Personal information
- Full name: Thomas Alex Ian Taylor
- Born: 21 December 1994 (age 31) Stoke-on-Trent, Staffordshire, England
- Batting: Right-handed
- Bowling: Right-arm medium-fast
- Role: Bowler all-rounder
- Relations: James Taylor (brother)

Domestic team information
- 2014–2018: Derbyshire (squad no. 15)
- 2018–2020: Leicestershire (squad no. 16)
- 2020: → Northamptonshire (on loan)
- 2021–2023: Northamptonshire (squad no. 12)
- 2024–: Worcestershire (squad no. 12)
- FC debut: 8 June 2014 Derbyshire v Leicestershire
- LA debut: 26 July 2014 Derbyshire v Hampshire

Career statistics
| Competition | FC | LA | T20 |
| Matches | 98 | 47 | 84 |
| Runs scored | 2,547 | 1,202 | 565 |
| Batting average | 19.89 | 41.44 | 18.83 |
| 100s/50s | 0/11 | 2/8 | 0/1 |
| Top score | 80 | 112 | 50* |
| Balls bowled | 15,835 | 2,306 | 1,577 |
| Wickets | 299 | 54 | 93 |
| Bowling average | 29.32 | 40.07 | 24.79 |
| 5 wickets in innings | 9 | 0 | 1 |
| 10 wickets in match | 1 | 0 | 0 |
| Best bowling | 6/28 | 3/14 | 5/28 |
| Catches/stumpings | 26/– | 19/– | 44/– |
- Source: ESPNcricinfo, 27 September 2026

= Tom Taylor (cricketer, born 1994) =

English cricketer

Thomas Alex Ian Taylor (born 21 December 1994) is an English first-class cricketer, active since 2014, who plays for Worcestershire.
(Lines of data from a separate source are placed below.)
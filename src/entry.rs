//! Dialogue entries in raw and runtime form.

use serde::{Deserialize, Serialize};

/// Identifier a conversation is loaded under.
pub type ConversationId = u32;

/// Avatar expression hint carried through to the renderer, opaque here.
#[derive(Clone, Copy, Debug, Default, PartialEq, Eq, Serialize, Deserialize)]
#[serde(rename_all = "snake_case")]
pub enum Mood {
    #[default]
    Normal,
    Surprised,
    Sad,
    Angry,
}

/// One selectable branch of a choice prompt.
#[derive(Clone, Debug, PartialEq, Eq)]
pub struct ChoiceOption {
    pub label: String,
    pub target: ConversationId,
}

/// One speaker line or one choice prompt in a conversation.
///
/// Text entries get the typewriter reveal and auto-advance; choice entries
/// get neither. A choice entry that reaches playback always has at least one
/// option, enforced at load time.
#[derive(Clone, Debug, PartialEq, Eq)]
pub enum DialogueEntry {
    Text {
        avatar_index: usize,
        text: String,
        mood: Mood,
    },
    Choice {
        avatar_index: usize,
        mood: Mood,
        options: Vec<ChoiceOption>,
    },
}

impl DialogueEntry {
    /// Index into the host's avatar image set.
    pub fn avatar_index(&self) -> usize {
        match self {
            DialogueEntry::Text { avatar_index, .. } => *avatar_index,
            DialogueEntry::Choice { avatar_index, .. } => *avatar_index,
        }
    }

    /// Expression hint for the avatar.
    pub fn mood(&self) -> Mood {
        match self {
            DialogueEntry::Text { mood, .. } => *mood,
            DialogueEntry::Choice { mood, .. } => *mood,
        }
    }

    pub fn is_choice(&self) -> bool {
        matches!(self, DialogueEntry::Choice { .. })
    }
}

/// JSON-facing entry record.
#[derive(Clone, Debug, Serialize, Deserialize)]
#[serde(tag = "type", rename_all = "snake_case")]
pub enum EntryRaw {
    Text(TextRaw),
    Choice(ChoiceRaw),
}

/// Speaker line record as authored in conversation files.
#[derive(Clone, Debug, Serialize, Deserialize)]
pub struct TextRaw {
    pub avatar: usize,
    pub message: String,
    #[serde(default)]
    pub mood: Mood,
}

/// Choice prompt record as authored in conversation files.
#[derive(Clone, Debug, Serialize, Deserialize)]
pub struct ChoiceRaw {
    pub avatar: usize,
    #[serde(default)]
    pub mood: Mood,
    pub options: Vec<ChoiceOptionRaw>,
}

/// Choice branch record pairing a label with a target conversation id.
#[derive(Clone, Debug, Serialize, Deserialize)]
pub struct ChoiceOptionRaw {
    pub label: String,
    pub target: ConversationId,
}

impl EntryRaw {
    /// Converts the record into its runtime form.
    pub fn into_entry(self) -> DialogueEntry {
        match self {
            EntryRaw::Text(text) => DialogueEntry::Text {
                avatar_index: text.avatar,
                text: text.message,
                mood: text.mood,
            },
            EntryRaw::Choice(choice) => DialogueEntry::Choice {
                avatar_index: choice.avatar,
                mood: choice.mood,
                options: choice
                    .options
                    .into_iter()
                    .map(|option| ChoiceOption {
                        label: option.label,
                        target: option.target,
                    })
                    .collect(),
            },
        }
    }
}
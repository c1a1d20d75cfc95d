//! Session configuration: playback timing and box layout.

use std::path::Path;

use serde::{Deserialize, Serialize};

use crate::error::{DialogueError, DialogueResult};

/// Axis-aligned rectangle in screen units.
#[derive(Clone, Copy, Debug, Default, PartialEq, Serialize, Deserialize)]
pub struct Rect {
    pub x: f32,
    pub y: f32,
    pub width: f32,
    pub height: f32,
}

impl Rect {
    pub const fn new(x: f32, y: f32, width: f32, height: f32) -> Self {
        Self {
            x,
            y,
            width,
            height,
        }
    }

    /// Shrinks the rectangle by `inset` on every side, clamping at zero size.
    pub fn inset(&self, inset: f32) -> Rect {
        Rect {
            x: self.x + inset,
            y: self.y + inset,
            width: (self.width - 2.0 * inset).max(0.0),
            height: (self.height - 2.0 * inset).max(0.0),
        }
    }
}

/// Layout and timing for a dialogue session.
///
/// The playback logic only consumes [`SessionConfig::text_rect`] and the
/// timing fields; the box, border, and avatar geometry are carried for the
/// host renderer. Scalar fields precede the rectangles so the struct maps
/// cleanly onto a TOML document.
#[derive(Clone, Debug, PartialEq, Serialize, Deserialize)]
pub struct SessionConfig {
    /// Seconds per revealed character.
    pub reveal_interval: f32,
    /// Minimum seconds between accepted choice inputs.
    pub choice_debounce: f32,
    /// Seconds per continue-indicator blink toggle.
    pub indicator_blink: f32,
    /// Displayed-area inset used when no explicit text rectangle is set.
    pub text_inset: f32,
    pub border_width: f32,
    pub border_color: [u8; 4],
    pub box_rect: Rect,
    /// Explicit text area override, e.g. to leave room for the avatar.
    #[serde(default, skip_serializing_if = "Option::is_none")]
    pub text_rect: Option<Rect>,
    pub avatar_rect: Rect,
}

impl Default for SessionConfig {
    fn default() -> Self {
        Self {
            reveal_interval: 0.008,
            choice_debounce: 0.15,
            indicator_blink: 0.4,
            text_inset: 10.0,
            border_width: 2.0,
            border_color: [255, 255, 255, 255],
            box_rect: Rect::new(100.0, 200.0, 600.0, 150.0),
            text_rect: Some(Rect::new(250.0, 215.0, 445.0, 115.0)),
            avatar_rect: Rect::new(120.0, 215.0, 115.0, 115.0),
        }
    }
}

impl SessionConfig {
    /// The displayed-text area: the explicit override if set, otherwise the
    /// box rectangle shrunk by the inset.
    pub fn text_rect(&self) -> Rect {
        self.text_rect
            .unwrap_or_else(|| self.box_rect.inset(self.text_inset))
    }

    /// Parses a config from TOML text.
    pub fn from_toml_str(input: &str) -> DialogueResult<Self> {
        toml::from_str(input).map_err(|err| DialogueError::Config(err.to_string()))
    }

    /// Serializes the config to TOML text.
    pub fn to_toml_string(&self) -> DialogueResult<String> {
        toml::to_string_pretty(self).map_err(|err| DialogueError::Config(err.to_string()))
    }

    /// Loads a config file.
    pub fn load(path: &Path) -> DialogueResult<Self> {
        let content = std::fs::read_to_string(path)?;
        Self::from_toml_str(&content)
    }

    /// Saves the config to a file.
    pub fn save(&self, path: &Path) -> DialogueResult<()> {
        std::fs::write(path, self.to_toml_string()?)?;
        Ok(())
    }
}
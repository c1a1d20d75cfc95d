//! Text measurement boundary between the paginator and the host font stack.

/// Width and height of a rendered string, in the host's screen units.
#[derive(Clone, Copy, Debug, Default, PartialEq)]
pub struct TextSize {
    pub width: f32,
    pub height: f32,
}

/// Measures rendered text for the paginator.
///
/// Implemented by the host over its font metrics; the measurement must be
/// multi-line aware (embedded newlines add line height, a trailing newline
/// counts as an extra line, matching common sprite-font behavior).
pub trait TextMeasurer {
    fn measure(&self, text: &str) -> TextSize;
}

/// Deterministic measurer with a fixed advance per character.
///
/// Stands in for real font metrics in headless hosts and tests.
#[derive(Clone, Copy, Debug)]
pub struct FixedAdvanceMeasurer {
    pub char_width: f32,
    pub line_height: f32,
}

impl FixedAdvanceMeasurer {
    pub fn new(char_width: f32, line_height: f32) -> Self {
        Self {
            char_width,
            line_height,
        }
    }
}

impl TextMeasurer for FixedAdvanceMeasurer {
    fn measure(&self, text: &str) -> TextSize {
        let mut lines = 0usize;
        let mut widest = 0usize;
        for line in text.split('\n') {
            lines += 1;
            widest = widest.max(line.chars().count());
        }
        TextSize {
            width: widest as f32 * self.char_width,
            height: lines as f32 * self.line_height,
        }
    }
}
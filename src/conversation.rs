//! Conversation storage and the JSON-facing file envelope.

use serde::{Deserialize, Serialize};

use crate::entry::{DialogueEntry, EntryRaw};
use crate::error::{DialogueError, DialogueResult};
use crate::limits::ConversationLimits;

/// Schema version stamped into and accepted from conversation files.
pub const CONVERSATION_SCHEMA_VERSION: &str = "1.0";

/// JSON-facing conversation file format.
#[derive(Clone, Debug, Serialize, Deserialize)]
pub struct ConversationRaw {
    #[serde(default)]
    pub schema_version: Option<String>,
    pub entries: Vec<EntryRaw>,
}

impl ConversationRaw {
    /// Creates a raw conversation from authored entries.
    pub fn new(entries: Vec<EntryRaw>) -> Self {
        Self {
            schema_version: Some(CONVERSATION_SCHEMA_VERSION.to_string()),
            entries,
        }
    }

    /// Parses a JSON conversation file.
    ///
    /// Files without a version are accepted as legacy data; files with a
    /// different version are rejected.
    pub fn from_json(input: &str) -> DialogueResult<Self> {
        let raw: ConversationRaw =
            serde_json::from_str(input).map_err(|err| json_deserialize_error(input, &err))?;
        match raw.schema_version.as_deref() {
            Some(version) if version != CONVERSATION_SCHEMA_VERSION => {
                Err(DialogueError::InvalidConversation(format!(
                    "schema incompatible: found {version}, expected {CONVERSATION_SCHEMA_VERSION}"
                )))
            }
            _ => Ok(raw),
        }
    }

    /// Serializes the conversation with the current schema version stamped.
    pub fn to_json(&self) -> DialogueResult<String> {
        let envelope = ConversationRaw {
            schema_version: Some(CONVERSATION_SCHEMA_VERSION.to_string()),
            entries: self.entries.clone(),
        };
        serde_json::to_string_pretty(&envelope).map_err(|err| DialogueError::Serialization {
            message: err.to_string(),
            src: String::new(),
            span: (0, 0).into(),
        })
    }

    /// Validates against `limits` and converts into runtime entries.
    pub fn into_entries(self, limits: &ConversationLimits) -> DialogueResult<Vec<DialogueEntry>> {
        limits.validate(&self)?;
        Ok(self
            .entries
            .into_iter()
            .map(EntryRaw::into_entry)
            .collect())
    }
}

/// Ordered, cursor-stable sequence of entries for the active conversation.
///
/// Entries behind the playback cursor are immutable history; the only
/// mid-play mutation is the pagination splice via [`Conversation::insert_after`].
#[derive(Clone, Debug, Default)]
pub struct Conversation {
    entries: Vec<DialogueEntry>,
}

impl Conversation {
    pub fn new(entries: Vec<DialogueEntry>) -> Self {
        Self { entries }
    }

    pub fn len(&self) -> usize {
        self.entries.len()
    }

    pub fn is_empty(&self) -> bool {
        self.entries.is_empty()
    }

    pub fn get(&self, index: usize) -> Option<&DialogueEntry> {
        self.entries.get(index)
    }

    pub fn get_mut(&mut self, index: usize) -> Option<&mut DialogueEntry> {
        self.entries.get_mut(index)
    }

    /// Inserts a derived entry immediately after `index`.
    ///
    /// An out-of-range index clamps to the end of the sequence.
    pub fn insert_after(&mut self, index: usize, entry: DialogueEntry) {
        let at = index.saturating_add(1).min(self.entries.len());
        self.entries.insert(at, entry);
    }
}

#[cold]
#[inline(never)]
fn json_deserialize_error(input: &str, err: &serde_json::Error) -> DialogueError {
    const CONTEXT: usize = 120;
    let offset = byte_offset(input, err.line(), err.column());
    let mut start = offset.saturating_sub(CONTEXT);
    let mut end = (offset + CONTEXT).min(input.len());
    while start > 0 && !input.is_char_boundary(start) {
        start -= 1;
    }
    while end < input.len() && !input.is_char_boundary(end) {
        end += 1;
    }
    DialogueError::Serialization {
        message: err.to_string(),
        src: input[start..end].to_string(),
        span: (offset - start, 1usize.min(end.saturating_sub(offset))).into(),
    }
}

fn byte_offset(input: &str, line: usize, column: usize) -> usize {
    if line == 0 {
        return 0;
    }
    let mut offset = 0usize;
    for (current, chunk) in input.split_inclusive('\n').enumerate() {
        if current + 1 == line {
            let in_line = chunk
                .char_indices()
                .nth(column.saturating_sub(1))
                .map(|(idx, _)| idx)
                .unwrap_or_else(|| chunk.len().saturating_sub(1));
            return offset + in_line;
        }
        offset += chunk.len();
    }
    input.len().saturating_sub(1)
}
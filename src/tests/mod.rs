mod paginate_tests;
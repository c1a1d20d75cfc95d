//! Content budgets applied before conversation data reaches a session.

use crate::conversation::ConversationRaw;
use crate::entry::EntryRaw;
use crate::error::{DialogueError, DialogueResult};

/// Budgets for a single conversation file.
#[derive(Clone, Copy, Debug)]
pub struct ConversationLimits {
    pub max_entries: usize,
    pub max_text_length: usize,
    pub max_label_length: usize,
    pub max_options: usize,
}

impl Default for ConversationLimits {
    fn default() -> Self {
        Self {
            max_entries: 1_000,
            max_text_length: 4_096,
            max_label_length: 128,
            max_options: 16,
        }
    }
}

impl ConversationLimits {
    /// Validates a raw conversation against policy and budgets.
    ///
    /// Rejecting empty choice sets here keeps the playback state machine free
    /// of an unnavigable zero-option state.
    pub fn validate(&self, raw: &ConversationRaw) -> DialogueResult<()> {
        if raw.entries.is_empty() {
            return Err(DialogueError::InvalidConversation(
                "conversation has no entries".to_string(),
            ));
        }
        if raw.entries.len() > self.max_entries {
            return Err(DialogueError::ResourceLimit("entry count".to_string()));
        }

        for entry in &raw.entries {
            match entry {
                EntryRaw::Text(text) => {
                    if text.message.len() > self.max_text_length {
                        return Err(DialogueError::ResourceLimit("message text".to_string()));
                    }
                }
                EntryRaw::Choice(choice) => {
                    if choice.options.is_empty() {
                        return Err(DialogueError::InvalidConversation(
                            "choice entry has no options".to_string(),
                        ));
                    }
                    if choice.options.len() > self.max_options {
                        return Err(DialogueError::ResourceLimit("option count".to_string()));
                    }
                    for option in &choice.options {
                        if option.label.len() > self.max_label_length {
                            return Err(DialogueError::ResourceLimit("option label".to_string()));
                        }
                    }
                }
            }
        }
        Ok(())
    }
}

#[cfg(test)]
mod tests {
    use super::*;
    use crate::entry::{ChoiceRaw, TextRaw};

    fn text_entry(message: &str) -> EntryRaw {
        EntryRaw::Text(TextRaw {
            avatar: 0,
            message: message.to_string(),
            mood: Default::default(),
        })
    }

    #[test]
    fn empty_conversation_is_rejected() {
        let raw = ConversationRaw::new(vec![]);
        let result = ConversationLimits::default().validate(&raw);
        assert!(matches!(result, Err(DialogueError::InvalidConversation(_))));
    }

    #[test]
    fn choice_without_options_is_rejected() {
        let raw = ConversationRaw::new(vec![EntryRaw::Choice(ChoiceRaw {
            avatar: 0,
            mood: Default::default(),
            options: vec![],
        })]);
        let result = ConversationLimits::default().validate(&raw);
        assert!(matches!(result, Err(DialogueError::InvalidConversation(_))));
    }

    #[test]
    fn oversized_message_hits_the_text_budget() {
        let limits = ConversationLimits {
            max_text_length: 8,
            ..Default::default()
        };
        let raw = ConversationRaw::new(vec![text_entry("way past the budget")]);
        assert!(matches!(
            limits.validate(&raw),
            Err(DialogueError::ResourceLimit(_))
        ));
    }

    #[test]
    fn conversation_within_budgets_passes() {
        let raw = ConversationRaw::new(vec![text_entry("Hi")]);
        assert!(ConversationLimits::default().validate(&raw).is_ok());
    }
}
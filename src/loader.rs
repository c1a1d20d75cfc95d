//! Conversation data sources.

use std::collections::HashMap;
use std::path::PathBuf;

use tracing::debug;

use crate::conversation::ConversationRaw;
use crate::entry::{ConversationId, DialogueEntry};
use crate::error::{DialogueError, DialogueResult};
use crate::limits::ConversationLimits;

/// Maps a conversation id to its ordered entries.
///
/// Implementations validate before returning and must be side-effect-free on
/// failure; the session relies on that to leave prior state untouched when a
/// load fails mid-branch.
pub trait ConversationLoader {
    fn load(&self, id: ConversationId) -> DialogueResult<Vec<DialogueEntry>>;
}

/// In-memory loader backed by raw conversation records.
#[derive(Clone, Debug, Default)]
pub struct MemoryLoader {
    conversations: HashMap<ConversationId, ConversationRaw>,
    limits: ConversationLimits,
}

impl MemoryLoader {
    pub fn new() -> Self {
        Self::default()
    }

    pub fn with_limits(limits: ConversationLimits) -> Self {
        Self {
            conversations: HashMap::new(),
            limits,
        }
    }

    /// Registers a conversation under `id`, replacing any existing one.
    pub fn insert(&mut self, id: ConversationId, raw: ConversationRaw) {
        self.conversations.insert(id, raw);
    }
}

impl ConversationLoader for MemoryLoader {
    fn load(&self, id: ConversationId) -> DialogueResult<Vec<DialogueEntry>> {
        let raw = self
            .conversations
            .get(&id)
            .ok_or(DialogueError::NotFound { id })?;
        raw.clone().into_entries(&self.limits)
    }
}

/// Loads `<id>.json` conversation files from a directory.
#[derive(Clone, Debug)]
pub struct DirectoryLoader {
    root: PathBuf,
    limits: ConversationLimits,
}

impl DirectoryLoader {
    pub fn new(root: impl Into<PathBuf>) -> Self {
        Self::with_limits(root, ConversationLimits::default())
    }

    pub fn with_limits(root: impl Into<PathBuf>, limits: ConversationLimits) -> Self {
        Self {
            root: root.into(),
            limits,
        }
    }

    fn path_for(&self, id: ConversationId) -> PathBuf {
        self.root.join(format!("{id}.json"))
    }
}

impl ConversationLoader for DirectoryLoader {
    fn load(&self, id: ConversationId) -> DialogueResult<Vec<DialogueEntry>> {
        let path = self.path_for(id);
        let input = match std::fs::read_to_string(&path) {
            Ok(input) => input,
            Err(err) if err.kind() == std::io::ErrorKind::NotFound => {
                return Err(DialogueError::NotFound { id });
            }
            Err(err) => return Err(err.into()),
        };
        debug!(id, path = %path.display(), "loading conversation file");
        ConversationRaw::from_json(&input)?.into_entries(&self.limits)
    }
}
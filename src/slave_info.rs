//! Per-slave identity and object-dictionary metadata produced by enumeration (spec §3 `SlaveInfo`).

use crate::data_object::{CoEObject, Pdo};

/// Sentinel `neighbors` entry meaning "no link on this port".
pub const NO_LINK: u32 = 0xFFFF_FFFF;

/// The CANopen object code of a dictionary entry, ETG1000.6 Table 5.
#[derive(Debug, Clone, Copy, PartialEq, Eq, Hash)]
pub enum CoEObjectCode {
    /// A single value.
    Var,
    /// A homogeneous array of sub-indices, all sharing one data type.
    Array,
    /// A heterogeneous record of sub-indices, each with its own data type.
    Record,
}

/// A CoE dictionary entry: one index, grouping every sub-index defined under it.
///
/// Sub-index 0 of an `Array`/`Record` is conventionally the element count and is still surfaced
/// as an ordinary [`CoEObject`] in `subentries`, matching how the original implementation treats
/// it (no special-casing in the data model, only in the UI layer, which this crate does not own).
#[derive(Debug, Clone)]
pub struct CoEEntry {
    /// The CoE dictionary index this entry groups.
    pub index: u16,
    /// Human readable name of the object, from the CoE object description.
    pub name: String,
    /// VAR, ARRAY or RECORD.
    pub object_code: CoEObjectCode,
    /// Every sub-index defined under this object, in ascending order.
    pub subentries: Vec<CoEObject>,
}

/// Everything learned about one slave during enumeration (spec §3 `SlaveInfo`).
#[derive(Debug, Clone)]
pub struct SlaveInfo {
    /// 1-indexed slave id assigned by the master during enumeration.
    pub id: u32,
    /// The slave's name, taken from its ESI general-information string reference.
    pub name: String,
    /// Every PDO mapped into the process image for this slave.
    pub pdos: Vec<Pdo>,
    /// Every CoE dictionary entry discovered for this slave (empty if the slave is not
    /// CoE-capable).
    pub coe_entries: Vec<CoEEntry>,
    /// Parsed ESI general/FMMU/SyncManager/PDO sections.
    pub esi_data: crate::esi::EsiData,
    /// The raw ESI EEPROM image, kept verbatim for the log writer and for tooling that wants
    /// fields this crate does not parse.
    pub esi_binary: Vec<u8>,
    /// The slave id reached by following each of this slave's four ports outward, or [`NO_LINK`].
    pub neighbors: [u32; 4],
}

impl SlaveInfo {
    /// Look up a CoE dictionary entry by index.
    pub fn coe_entry(&self, index: u16) -> Option<&CoEEntry> {
        self.coe_entries.iter().find(|entry| entry.index == index)
    }

    /// Look up a single CoE object by `(index, sub_index)`.
    pub fn coe_object(&self, index: u16, sub_index: u8) -> Option<&CoEObject> {
        self.coe_entry(index)?
            .subentries
            .iter()
            .find(|object| object.sub_index == sub_index)
    }
}

#[cfg(test)]
mod tests {
    use super::*;
    use crate::esi::EsiData;

    fn empty_slave(id: u32) -> SlaveInfo {
        SlaveInfo {
            id,
            name: format!("slave-{id}"),
            pdos: Vec::new(),
            coe_entries: Vec::new(),
            esi_data: EsiData::default(),
            esi_binary: Vec::new(),
            neighbors: [NO_LINK; 4],
        }
    }

    #[test]
    fn coe_object_looks_up_through_entry() {
        use crate::data_object::{CoEAccess, CoEObject};
        use crate::data_types::EtherCATDataType;

        let mut slave = empty_slave(1);
        slave.coe_entries.push(CoEEntry {
            index: 0x6000,
            name: "Inputs".into(),
            object_code: CoEObjectCode::Record,
            subentries: vec![CoEObject {
                slave: 1,
                index: 0x6000,
                sub_index: 1,
                access: CoEAccess::READ_OP,
                data_type: EtherCATDataType::Unsigned(16),
            }],
        });

        assert!(slave.coe_object(0x6000, 1).is_some());
        assert!(slave.coe_object(0x6000, 2).is_none());
        assert!(slave.coe_object(0x6001, 1).is_none());
    }

    #[test]
    fn unlinked_ports_default_to_no_link() {
        let slave = empty_slave(3);

        assert_eq!(slave.neighbors, [NO_LINK; 4]);
    }
}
Born in Stoke-on-Trent, he is a right-handed batter who bowls right arm medium-fast pace. He previously played for Derbyshire, making his debut on 8 June 2014 in the 2014 County Championship against Leicestershire. He made his Twenty20 debut on 29 August 2020, for Leicestershire in the 2020 t20 Blast. From 2021 to 2023 he played for Northamptonshire.